The title “Ghosts” is highly significant to Henrik Ibsen’s play of the same name. The play is a searing critique of Victorian society, its rigid moral codes, and the hypocrisies that underpinned it. The title “Ghosts” operates on multiple levels, both literal and metaphorical, and serves to underscore the play’s themes and ideas.
On a literal level, the title “Ghosts” refers to the spectral presence of Captain Alving, the deceased husband of the play’s central character, Mrs. Alving. Although Captain Alving never appears on stage, his presence is felt throughout the play, and he is frequently referred to by the characters. This ghostly presence serves as a reminder of the past, and of the secrets and sins that the characters are trying to bury. Captain Alving’s death was due to syphilis, contracted from his many sexual liaisons with other women, and his legacy of moral corruption, deceit, and disease haunts the characters throughout the play.
The title “Ghosts” also has metaphorical significance. The characters in the play are haunted by their own “ghosts” – their past mistakes, secrets, and guilt. Mrs. Alving, for example, is haunted by her decision to remain in an unhappy marriage with Captain Alving and the consequences of that decision for herself and her family. She is also haunted by the memory of her own youthful romanticism, which led her to fall in love with the idea of Captain Alving, rather than the man himself. Similarly, Oswald is haunted by his own mortality and the legacy of his father’s sins.
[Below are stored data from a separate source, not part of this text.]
//! Audio focus
//!
//! An exclusive, process-wide audio output claim. Requested at prepare and
//! abandoned at stop/release; a failed request is logged, not fatal.

use std::sync::atomic::{AtomicBool, AtomicU32, Ordering};

/// Outcome of a focus request
#[derive(Debug, Clone, Copy, PartialEq, Eq)]
pub enum FocusRequest {
    Granted,
    Failed,
}

/// Audio focus provider
pub trait AudioFocus: Send + Sync {
    fn request(&self) -> FocusRequest;

    fn abandon(&self);
}

/// Focus provider for environments without audio focus
#[derive(Debug, Default)]
pub struct NoopAudioFocus;

impl AudioFocus for NoopAudioFocus {
    fn request(&self) -> FocusRequest {
        FocusRequest::Granted
    }

    fn abandon(&self) {}
}

/// In-process focus holder that tracks requests and abandons
#[derive(Debug)]
pub struct TrackingAudioFocus {
    granted: AtomicBool,
    available: AtomicBool,
    requests: AtomicU32,
    abandons: AtomicU32,
}

impl TrackingAudioFocus {
    pub fn new() -> Self {
        Self {
            granted: AtomicBool::new(false),
            available: AtomicBool::new(true),
            requests: AtomicU32::new(0),
            abandons: AtomicU32::new(0),
        }
    }

    /// Make subsequent requests fail (another app holds focus)
    pub fn set_available(&self, available: bool) {
        self.available.store(available, Ordering::SeqCst);
    }

    pub fn is_held(&self) -> bool {
        self.granted.load(Ordering::SeqCst)
    }

    pub fn requests(&self) -> u32 {
        self.requests.load(Ordering::SeqCst)
    }

    pub fn abandons(&self) -> u32 {
        self.abandons.load(Ordering::SeqCst)
    }
}

impl Default for TrackingAudioFocus {
    fn default() -> Self {
        Self::new()
    }
}

impl AudioFocus for TrackingAudioFocus {
    fn request(&self) -> FocusRequest {
        self.requests.fetch_add(1, Ordering::SeqCst);
        if self.available.load(Ordering::SeqCst) {
            self.granted.store(true, Ordering::SeqCst);
            FocusRequest::Granted
        } else {
            FocusRequest::Failed
        }
    }

    fn abandon(&self) {
        self.abandons.fetch_add(1, Ordering::SeqCst);
        self.granted.store(false, Ordering::SeqCst);
    }
}
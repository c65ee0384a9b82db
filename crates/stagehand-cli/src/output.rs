//! Output formatting for CLI

use console::style;
use serde::Serialize;
use tabled::{settings::Style, Table, Tabled};

/// Output format options
#[derive(Debug, Clone, Copy, PartialEq, Eq)]
pub enum OutputFormat {
    Text,
    Json,
    Table,
}

impl From<&str> for OutputFormat {
    fn from(s: &str) -> Self {
        match s.to_lowercase().as_str() {
            "json" => OutputFormat::Json,
            "table" => OutputFormat::Table,
            _ => OutputFormat::Text,
        }
    }
}

/// Print rows in the selected format; `line` renders one row as text
pub fn print_rows<T>(rows: Vec<T>, format: &str, line: impl Fn(&T) -> String) -> anyhow::Result<()>
where
    T: Serialize + Tabled,
{
    match OutputFormat::from(format) {
        OutputFormat::Json => println!("{}", serde_json::to_string_pretty(&rows)?),
        OutputFormat::Table => println!("{}", Table::new(rows).with(Style::rounded())),
        OutputFormat::Text => {
            for row in &rows {
                println!("{}", line(row));
            }
        }
    }
    Ok(())
}

/// Print a single value; text falls back to pretty JSON
pub fn print_value<T: Serialize>(value: &T, format: &str) -> anyhow::Result<()> {
    match OutputFormat::from(format) {
        OutputFormat::Json => println!("{}", serde_json::to_string(value)?),
        OutputFormat::Table | OutputFormat::Text => {
            println!("{}", serde_json::to_string_pretty(value)?)
        }
    }
    Ok(())
}

/// Section heading for text output
pub fn heading(text: &str) -> String {
    style(text).bold().cyan().to_string()
}

pub fn ok(text: &str) -> String {
    style(text).green().to_string()
}

pub fn warn(text: &str) -> String {
    style(text).yellow().to_string()
}

pub fn fail(text: &str) -> String {
    style(text).red().bold().to_string()
}
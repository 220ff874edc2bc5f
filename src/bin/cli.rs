//! Student Portal CLI
//!
//! Local execution entry point. Results are printed to stdout as JSON.

use std::path::PathBuf;

use clap::{Parser, Subcommand, ValueEnum};
use portal_scraper::{
    cache::{ATTENDANCE_PREFIX, CONTENT_PREFIX, SCHEDULE_PREFIX, cache_key},
    context::PortalContext,
    error::{AppError, Result},
    models::{Config, Credentials},
    pipeline::{self, FetchOptions},
    utils::url::normalize_course_url,
};
use serde::Serialize;

/// Student portal scraper
#[derive(Parser, Debug)]
#[command(
    name = "portal",
    version,
    about = "Schedule, attendance and course content from the student portal"
)]
struct Cli {
    /// Path to the configuration file
    #[arg(short, long, default_value = "config.toml")]
    config: PathBuf,

    /// Enable verbose logging
    #[arg(short, long)]
    verbose: bool,

    /// Portal username
    #[arg(short, long, env = "PORTAL_USERNAME", global = true)]
    username: Option<String>,

    /// Portal password
    #[arg(short, long, env = "PORTAL_PASSWORD", hide_env_values = true, global = true)]
    password: Option<String>,

    /// Ignore cached results and fetch again
    #[arg(long, global = true)]
    refresh: bool,

    #[command(subcommand)]
    command: Command,
}

#[derive(Subcommand, Debug)]
enum Command {
    /// Print the weekly group schedule
    Schedule,

    /// Print per-course attendance
    Attendance,

    /// Print the announcement and weekly content of one course
    Content {
        /// Course page URL
        course_url: String,
    },

    /// Delete a cached result
    Forget {
        #[arg(value_enum)]
        kind: CachedKind,

        /// Course page URL (required for `content`)
        #[arg(long)]
        course_url: Option<String>,
    },

    /// Validate the configuration file
    Validate,
}

#[derive(ValueEnum, Clone, Copy, Debug)]
enum CachedKind {
    Schedule,
    Attendance,
    Content,
}

/// Initialize logging based on verbosity flag.
fn init_logging(verbose: bool) {
    let level = if verbose { "debug" } else { "info" };
    env_logger::Builder::from_env(env_logger::Env::default().default_filter_or(level))
        .format_timestamp_secs()
        .init();
}

fn credentials(cli: &Cli) -> Result<Credentials> {
    match (&cli.username, &cli.password) {
        (Some(username), Some(password)) if !username.trim().is_empty() => {
            Ok(Credentials::new(username.trim(), password))
        }
        _ => Err(AppError::config(
            "credentials required: pass --username/--password or set PORTAL_USERNAME/PORTAL_PASSWORD",
        )),
    }
}

fn print_json<T: Serialize>(value: &T) -> Result<()> {
    println!("{}", serde_json::to_string_pretty(value)?);
    Ok(())
}

#[tokio::main]
async fn main() -> Result<()> {
    let cli = Cli::parse();
    init_logging(cli.verbose);

    let config = Config::load_or_default(&cli.config);
    log::debug!("Configuration source: {}", cli.config.display());

    if let Command::Validate = cli.command {
        log::info!("Validating configuration...");
        if let Err(e) = config.validate() {
            log::error!("Config validation failed: {}", e);
            return Err(e);
        }
        log::info!("Config OK");
        return Ok(());
    }

    let options = FetchOptions {
        force_refresh: cli.refresh,
    };
    let ctx = PortalContext::from_config(config).await?;

    match &cli.command {
        Command::Schedule => {
            let creds = credentials(&cli)?;
            let schedule = pipeline::get_weekly_schedule_with(&ctx, &creds, options).await?;
            print_json(&schedule)?;
        }

        Command::Attendance => {
            let creds = credentials(&cli)?;
            let report = pipeline::get_attendance_with(&ctx, &creds, options).await?;
            print_json(&report)?;
        }

        Command::Content { course_url } => {
            let creds = credentials(&cli)?;
            let items =
                pipeline::get_combined_course_content_with(&ctx, &creds, course_url, options)
                    .await?;
            print_json(&items)?;
        }

        Command::Forget { kind, course_url } => {
            let username = cli
                .username
                .as_deref()
                .map(str::trim)
                .filter(|u| !u.is_empty())
                .ok_or_else(|| AppError::config("--username or PORTAL_USERNAME is required"))?;

            let key = match kind {
                CachedKind::Schedule => cache_key(SCHEDULE_PREFIX, username, None),
                CachedKind::Attendance => cache_key(ATTENDANCE_PREFIX, username, None),
                CachedKind::Content => {
                    let url = course_url.as_deref().ok_or_else(|| {
                        AppError::validation("--course-url is required to forget course content")
                    })?;
                    let normalized = normalize_course_url(url)?;
                    cache_key(CONTENT_PREFIX, username, Some(&normalized))
                }
            };

            let removed = ctx.cache.delete(&key).await;
            if removed == 0 {
                log::info!("Nothing cached under '{}'", key);
            } else {
                log::info!("Removed cached entry '{}'", key);
            }
        }

        Command::Validate => {}
    }

    Ok(())
}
As a result of his father’s debauchery, he has inherited a fatal case of syphilis, and is tormented by the knowledge that he will inevitably suffer the same fate.
The title “Ghosts” can also be seen as a commentary on the social and cultural norms of the time in which the play is set. The characters are trapped by the ghosts of their own society, unable to escape the expectations and prejudices that define their lives. The play critiques the hypocrisy and repression of Victorian society, which creates these “ghosts” that torment the characters. The strict moral codes of the time demanded that women be subservient to men, and that sexuality be suppressed and hidden from public view. These codes resulted in a culture of secrecy, lies, and deceit, in which women like Mrs. Alving were trapped in unhappy marriages, and men like Captain Alving were free to indulge their desires at the expense of their families.
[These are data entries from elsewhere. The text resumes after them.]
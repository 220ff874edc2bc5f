// src/cache/mod.rs

//! Cache store seam and the degrade-to-miss facade.
//!
//! Backends implement [`CacheStore`] over string values. Callers go through
//! [`Cache`], which serializes values and turns every backend failure into a
//! miss, so an unavailable cache never fails an operation.

pub mod file;
pub mod keys;
pub mod memory;
#[cfg(feature = "redis")]
pub mod redis_impl;

use std::sync::Arc;
use std::time::Duration;

use async_trait::async_trait;
use base64::Engine;
use base64::engine::general_purpose::STANDARD as BASE64;
use serde::Serialize;
use serde::de::DeserializeOwned;
use thiserror::Error;

use crate::models::{CacheBackend, CacheConfig};

pub use file::FileCache;
pub use keys::{ATTENDANCE_PREFIX, CONTENT_PREFIX, SCHEDULE_PREFIX, cache_key};
pub use memory::MemoryCache;
#[cfg(feature = "redis")]
pub use redis_impl::RedisCache;

/// Backend failure. Never leaves the [`Cache`] facade.
#[derive(Error, Debug)]
pub enum CacheError {
    #[error("Cache unavailable: {0}")]
    Unavailable(String),

    #[error("Cache serialization error: {0}")]
    Serialization(String),

    #[error("Cache operation failed: {0}")]
    Operation(String),
}

pub type CacheResult<T> = std::result::Result<T, CacheError>;

/// Key/value store with per-entry TTL.
#[async_trait]
pub trait CacheStore: Send + Sync {
    async fn get(&self, key: &str) -> CacheResult<Option<String>>;

    /// Overwrite the whole value under `key`.
    async fn set(&self, key: &str, value: &str, ttl: Duration) -> CacheResult<()>;

    /// Returns the number of entries removed.
    async fn delete(&self, key: &str) -> CacheResult<u64>;
}

/// Store that holds nothing.
#[derive(Debug, Clone, Copy, Default)]
pub struct DisabledCache;

#[async_trait]
impl CacheStore for DisabledCache {
    async fn get(&self, _key: &str) -> CacheResult<Option<String>> {
        Ok(None)
    }

    async fn set(&self, _key: &str, _value: &str, _ttl: Duration) -> CacheResult<()> {
        Ok(())
    }

    async fn delete(&self, _key: &str) -> CacheResult<u64> {
        Ok(0)
    }
}

/// Serializing facade over a [`CacheStore`].
#[derive(Clone)]
pub struct Cache {
    store: Arc<dyn CacheStore>,
}

impl Cache {
    pub fn new(store: Arc<dyn CacheStore>) -> Self {
        Self { store }
    }

    pub fn disabled() -> Self {
        Self::new(Arc::new(DisabledCache))
    }

    /// Build the configured backend.
    ///
    /// A redis backend that cannot be reached at startup degrades to a
    /// disabled cache. A file backend is swept of expired entries first.
    pub async fn from_config(config: &CacheConfig) -> Self {
        match config.backend {
            CacheBackend::Memory => Self::new(Arc::new(MemoryCache::new(config.max_entries))),
            CacheBackend::File => {
                let store = FileCache::new(&config.dir);
                if let Err(e) = store.purge_expired().await {
                    log::warn!("Startup cache sweep failed: {e}");
                }
                Self::new(Arc::new(store))
            }
            CacheBackend::Disabled => Self::disabled(),
            CacheBackend::Redis => Self::connect_redis(&config.redis_url).await,
        }
    }

    #[cfg(feature = "redis")]
    async fn connect_redis(url: &str) -> Self {
        match RedisCache::new(url).await {
            Ok(store) => {
                log::info!("Connected to redis cache at {url}");
                Self::new(Arc::new(store))
            }
            Err(e) => {
                log::warn!("Redis cache unavailable ({e}); caching disabled");
                Self::disabled()
            }
        }
    }

    #[cfg(not(feature = "redis"))]
    async fn connect_redis(_url: &str) -> Self {
        log::warn!("Built without the `redis` feature; caching disabled");
        Self::disabled()
    }

    /// Read and deserialize a value. Failures and shape mismatches are misses.
    pub async fn get_json<T: DeserializeOwned>(&self, key: &str) -> Option<T> {
        let raw = self.get_raw(key).await?;
        match serde_json::from_str(&raw) {
            Ok(value) => Some(value),
            Err(e) => {
                log::warn!("Cached value for '{key}' has unexpected shape: {e}");
                None
            }
        }
    }

    /// Serialize and store a value. Returns whether the write went through.
    pub async fn set_json<T: Serialize + ?Sized>(&self, key: &str, value: &T, ttl: Duration) -> bool {
        match serde_json::to_string(value) {
            Ok(raw) => self.set_raw(key, &raw, ttl).await,
            Err(e) => {
                log::warn!("Could not serialize value for '{key}': {e}");
                false
            }
        }
    }

    /// Read a binary payload stored as base64 text.
    pub async fn get_binary(&self, key: &str) -> Option<Vec<u8>> {
        let raw = self.get_raw(key).await?;
        match BASE64.decode(raw.as_bytes()) {
            Ok(bytes) => Some(bytes),
            Err(e) => {
                log::warn!("Cached binary value for '{key}' is not base64: {e}");
                None
            }
        }
    }

    pub async fn set_binary(&self, key: &str, bytes: &[u8], ttl: Duration) -> bool {
        self.set_raw(key, &BASE64.encode(bytes), ttl).await
    }

    /// Remove an entry, returning how many were deleted (0 on failure).
    pub async fn delete(&self, key: &str) -> u64 {
        match self.store.delete(key).await {
            Ok(count) => count,
            Err(e) => {
                log::warn!("Cache delete failed for '{key}': {e}");
                0
            }
        }
    }

    async fn get_raw(&self, key: &str) -> Option<String> {
        match self.store.get(key).await {
            Ok(Some(raw)) => {
                log::debug!("Cache hit: {key}");
                Some(raw)
            }
            Ok(None) => {
                log::debug!("Cache miss: {key}");
                None
            }
            Err(e) => {
                log::warn!("Cache read failed for '{key}', treating as miss: {e}");
                None
            }
        }
    }

    async fn set_raw(&self, key: &str, raw: &str, ttl: Duration) -> bool {
        match self.store.set(key, raw, ttl).await {
            Ok(()) => true,
            Err(e) => {
                log::warn!("Cache write failed for '{key}': {e}");
                false
            }
        }
    }
}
The title “Ghosts” is also significant in relation to the play’s use of symbolism and imagery. The play is full of images of decay, corruption, and disease, which contribute to its sense of foreboding and doom. The Orphanage, where the action of the play takes place, is a decaying and dilapidated building, which serves as a metaphor for the decay and corruption of the characters themselves. The weather outside the Orphanage is also significant, with a storm raging throughout much of the play, which mirrors the turmoil and chaos that grips the characters within.
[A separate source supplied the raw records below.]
// src/models/mod.rs

//! Domain models for the portal scraper.
//!
//! This module contains all data structures used throughout the application,
//! organized by their primary purpose.

mod attendance;
mod config;
mod content;
mod credentials;
mod schedule;

// Re-export all public types
pub use attendance::{
    AbsenceSummary, AttendanceReport, AttendanceSession, CourseAttendance, NO_WARNING_LEVEL,
};
pub use config::{AuthScheme, CacheBackend, CacheConfig, Config, HttpConfig, PortalConfig};
pub use content::{AnnouncementItem, CombinedContent, ContentEntry, ContentItem, WeekItem};
pub use credentials::Credentials;
pub use schedule::{
    CellRecord, DaySchedule, FREE, Period, SessionType, UNKNOWN, WeeklySchedule, Weekday,
};
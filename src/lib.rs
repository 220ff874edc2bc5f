// src/lib.rs

//! Student Portal Scraper Library

pub mod cache;
pub mod context;
pub mod error;
pub mod http;
pub mod models;
pub mod pipeline;
pub mod services;
pub mod utils;

#[cfg(test)]
mod testing;
// src/http/mod.rs

//! Portal session seam.
//!
//! Every page is fetched through a [`PortalSession`] created by a
//! [`SessionProvider`]. The reqwest-backed implementation lives in
//! [`client`]; tests substitute scripted sessions.
//!
//! [`send`] wraps a session call with the per-call deadline and the
//! authentication checks that apply regardless of HTTP status.

pub mod client;
pub mod ntlm;

use std::sync::{Arc, LazyLock};
use std::time::Duration;

use async_trait::async_trait;
use regex::Regex;

use crate::error::{AppError, Result};
use crate::models::Credentials;
use crate::utils::url::{is_login_url, with_redirect_token};

pub use client::{HttpSession, HttpSessionProvider};

/// Body fragments the portal renders instead of the requested page when
/// authentication did not go through.
const LOGIN_FAILURE_MARKERS: [&str; 2] = ["Login Failed!", "Object moved"];

static REDIRECT_TOKEN: LazyLock<Regex> = LazyLock::new(|| {
    Regex::new(r"(?i)sTo\s*\(\s*'([a-zA-Z0-9-]+)'\s*\)").expect("redirect token regex")
});

static LOGIN_FORM_ACTION: LazyLock<Regex> = LazyLock::new(|| {
    Regex::new(r#"(?i)<form[^>]*action\s*=\s*["'][^"']*login"#).expect("login form regex")
});

/// HTTP method of a portal request.
#[derive(Debug, Clone, Copy, PartialEq, Eq)]
pub enum Method {
    Get,
    Post,
}

/// A single request against the portal.
#[derive(Debug, Clone)]
pub struct PortalRequest {
    pub method: Method,
    pub url: String,
    /// Form fields for POST, in submission order
    pub form: Vec<(String, String)>,
    pub timeout: Duration,
}

impl PortalRequest {
    pub fn get(url: impl Into<String>, timeout: Duration) -> Self {
        Self {
            method: Method::Get,
            url: url.into(),
            form: Vec::new(),
            timeout,
        }
    }

    pub fn post(url: impl Into<String>, form: Vec<(String, String)>, timeout: Duration) -> Self {
        Self {
            method: Method::Post,
            url: url.into(),
            form,
            timeout,
        }
    }
}

/// What came back from the portal after redirects were followed.
#[derive(Debug, Clone)]
pub struct PortalResponse {
    pub status: u16,
    pub body: String,
    pub final_url: String,
    /// URLs visited before `final_url`, oldest first
    pub history: Vec<String>,
}

/// An authenticated conversation with the portal.
#[async_trait]
pub trait PortalSession: Send + Sync {
    async fn perform(&self, request: PortalRequest) -> Result<PortalResponse>;
}

/// Creates one session per set of credentials.
pub trait SessionProvider: Send + Sync {
    fn create_session(&self, credentials: &Credentials) -> Result<Arc<dyn PortalSession>>;
}

/// Perform a request with its deadline and authentication checks applied.
///
/// Login markers and login redirects are reported as [`AppError::Auth`];
/// any other non-2xx status is a fetch failure for `context`.
pub async fn send(
    session: &dyn PortalSession,
    request: PortalRequest,
    context: &str,
) -> Result<PortalResponse> {
    let timeout = request.timeout;
    let response = tokio::time::timeout(timeout, session.perform(request))
        .await
        .map_err(|_| AppError::timeout(context, timeout.as_secs()))??;

    ensure_authenticated(&response)?;

    if !(200..300).contains(&response.status) {
        return Err(AppError::fetch(context, format!("HTTP {}", response.status)));
    }

    log::debug!(
        "{} fetched {} (status {})",
        context,
        response.final_url,
        response.status
    );
    Ok(response)
}

/// Reject responses that show the portal did not accept the credentials.
pub fn ensure_authenticated(response: &PortalResponse) -> Result<()> {
    if response.status == 401 {
        return Err(AppError::auth("401 Unauthorized"));
    }

    if let Some(marker) = LOGIN_FAILURE_MARKERS
        .iter()
        .find(|marker| response.body.contains(*marker))
    {
        return Err(AppError::auth(format!("login marker '{marker}' in response")));
    }

    if let Some(hop) = response.history.iter().find(|url| is_login_url(url)) {
        return Err(AppError::auth(format!("redirected through login page {hop}")));
    }

    if is_login_url(&response.final_url)
        && (!response.history.is_empty() || LOGIN_FORM_ACTION.is_match(&response.body))
    {
        return Err(AppError::auth(format!(
            "landed on login page {}",
            response.final_url
        )));
    }

    Ok(())
}

/// Extract the indirection token some pages emit instead of their content.
pub fn extract_redirect_token(html: &str) -> Option<String> {
    let token = REDIRECT_TOKEN
        .captures(html)
        .and_then(|caps| caps.get(1))
        .map(|m| m.as_str().to_string());

    if token.is_none() && html.contains("sTo(") {
        log::warn!("Found 'sTo(' call but could not read its token");
    }
    token
}

/// Fetch `base_url`, following the token indirection when the page asks for it.
///
/// Returns the URL of the page that holds the content together with its response.
pub async fn fetch_target_page(
    session: &dyn PortalSession,
    base_url: &str,
    timeout: Duration,
    context: &str,
) -> Result<(String, PortalResponse)> {
    let base = send(session, PortalRequest::get(base_url, timeout), context).await?;

    let Some(token) = extract_redirect_token(&base.body) else {
        log::debug!("{context}: no redirect token, base page is the target");
        return Ok((base_url.to_string(), base));
    };

    let target_url = with_redirect_token(base_url, &token)?;
    log::info!("{context}: following redirect token to {target_url}");
    let target = send(session, PortalRequest::get(&target_url, timeout), context).await?;
    Ok((target_url, target))
}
In conclusion, the title “Ghosts” is highly significant to Henrik Ibsen’s play of the same name. It operates on multiple levels, both literal and metaphorical, and serves to underscore the play’s themes and ideas. The title highlights the ghostly presence of Captain Alving, the legacy of moral corruption and disease that he leaves behind, and the ghosts that haunt the characters throughout the play. The title also critiques the repressive and hypocritical society of Victorian England, and the ways in which it creates these “ghosts” that torment and trap the characters.